[Haskell] Instances That Ignore Type Constraints? (HList-related)
Jared Warren
jawarren at gmail.com
Wed Oct 26 22:00:38 EDT 2005
I'm working with data structures that contain class methods from the
HList library (classes with functional dependencies). What I want to
be able to do is operate on high-level parts of the structure while
ignoring the type constraints of the lower-level components.
For example, say I have two data types and a class method:
> data Box x = Box x
> data Carton x = Carton x
> class Func x y | x -> y where func :: x -> y
I want to define a function 'isBoxed' that identifies whether a
function is in a Box or in a Carton that I can use like `isBoxed
(Carton func)`. Naively:
> class IsBoxed f b | f -> b where isBoxed :: f -> b
> instance IsBoxed (Box x) HTrue where isBoxed _ = hTrue
> instance IsBoxed (Carton x) HFalse where isBoxed _ = hFalse
(Where hTrue is a constructorish thing for the empty datatype HTrue.)
But `isBoxed (Box func)` fails in GHC with "Ambiguous type variables
`x', `y' in the constraint: `Func x y' arising from use of `func'...".
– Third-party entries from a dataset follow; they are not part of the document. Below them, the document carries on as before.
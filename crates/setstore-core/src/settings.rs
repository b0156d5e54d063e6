//! Settings document types shared by every backend.
use indexmap::IndexMap;
use serde::{Deserialize, Serialize};

/// Arbitrary serializable settings value. `Value::Null` means "absent".
pub use serde_json::Value;

/// Module used whenever a caller does not name one.
pub const DEFAULT_MODULE: &str = "default";

/// Keys of one module, in insertion order
pub type ModuleSettings = IndexMap<String, Value>;

/// Whole settings document: module → key → value
pub type Settings = IndexMap<String, ModuleSettings>;

/// One stored entry as returned by `get_all` / `get_all_modules`
#[derive(Debug, Clone, PartialEq, Serialize, Deserialize)]
pub struct SettingsValue {
    pub module: String,
    pub key: String,
    pub value: Value,
}

impl SettingsValue {
    pub fn new(module: impl Into<String>, key: impl Into<String>, value: Value) -> Self {
        Self {
            module: module.into(),
            key: key.into(),
            value,
        }
    }
}

/// One entry of a batched `store_all` call
#[derive(Debug, Clone, PartialEq, Serialize, Deserialize)]
pub struct StoreValue {
    #[serde(default, skip_serializing_if = "Option::is_none")]
    pub module: Option<String>,
    pub key: String,
    pub value: Value,
}

impl StoreValue {
    /// Entry for the default module
    pub fn new(key: impl Into<String>, value: Value) -> Self {
        Self {
            module: None,
            key: key.into(),
            value,
        }
    }

    /// Entry for an explicit module
    pub fn in_module(module: impl Into<String>, key: impl Into<String>, value: Value) -> Self {
        Self {
            module: Some(module.into()),
            key: key.into(),
            value,
        }
    }
}

/// Resolve an optional module name to the name actually stored.
pub fn module_or_default(module: Option<&str>) -> &str {
    module.unwrap_or(DEFAULT_MODULE)
}

/// Flatten a document into entries, module by module.
pub fn entries(settings: &Settings) -> Vec<SettingsValue> {
    settings
        .iter()
        .flat_map(|(module, keys)| {
            keys.iter()
                .map(move |(key, value)| SettingsValue::new(module.clone(), key.clone(), value.clone()))
        })
        .collect()
}

/// Group entries back into a document, keeping first-seen module order.
pub fn from_entries(values: impl IntoIterator<Item = SettingsValue>) -> Settings {
    let mut settings = Settings::new();
    for value in values {
        settings
            .entry(value.module)
            .or_default()
            .insert(value.key, value.value);
    }
    settings
}

/// Text form of a value for string-only stores: strings verbatim, anything
/// else as its JSON text.
pub fn plain_text(value: &Value) -> String {
    match value {
        Value::String(text) => text.clone(),
        other => other.to_string(),
    }
}

#[cfg(test)]
mod tests {
    use serde_json::json;

    use super::*;

    #[test]
    fn test_entries_and_back() {
        let values = vec![
            SettingsValue::new("ui", "theme", json!("dark")),
            SettingsValue::new(DEFAULT_MODULE, "lang", json!("en")),
            SettingsValue::new("ui", "size", json!(12)),
        ];

        let settings = from_entries(values);

        assert_eq!(settings.keys().collect::<Vec<_>>(), vec!["ui", DEFAULT_MODULE]);
        assert_eq!(settings["ui"]["size"], json!(12));
        assert_eq!(entries(&settings).len(), 3);
        assert_eq!(entries(&settings)[1], SettingsValue::new("ui", "size", json!(12)));
    }

    #[test]
    fn test_plain_text() {
        assert_eq!(plain_text(&json!("a \"b\"")), "a \"b\"");
        assert_eq!(plain_text(&json!(true)), "true");
        assert_eq!(plain_text(&json!({"a": [1]})), "{\"a\":[1]}");
        assert_eq!(module_or_default(None), DEFAULT_MODULE);
        assert_eq!(module_or_default(Some("")), "");
    }
}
I realise that it's solvable if I have a finite number of instances
for Func, but what I actually want to box is functions with recursive
constraints like HList's hLookupByLabel.* I tried to borrow some ideas
(like TypeCast and empty data types) from the examples that come along
with HList (like keyword-arguments.hs) to no avail. Can anybody give
me a hand?
Thanks,
Jared Warren <warren at cs.queensu.ca>
* I could satisfy the type constraints with the infinite HList Record:
{Label hZero -> undefined, Label (hSucc hZero) -> undefined, ...}
...but that obviously runs into an infinite type.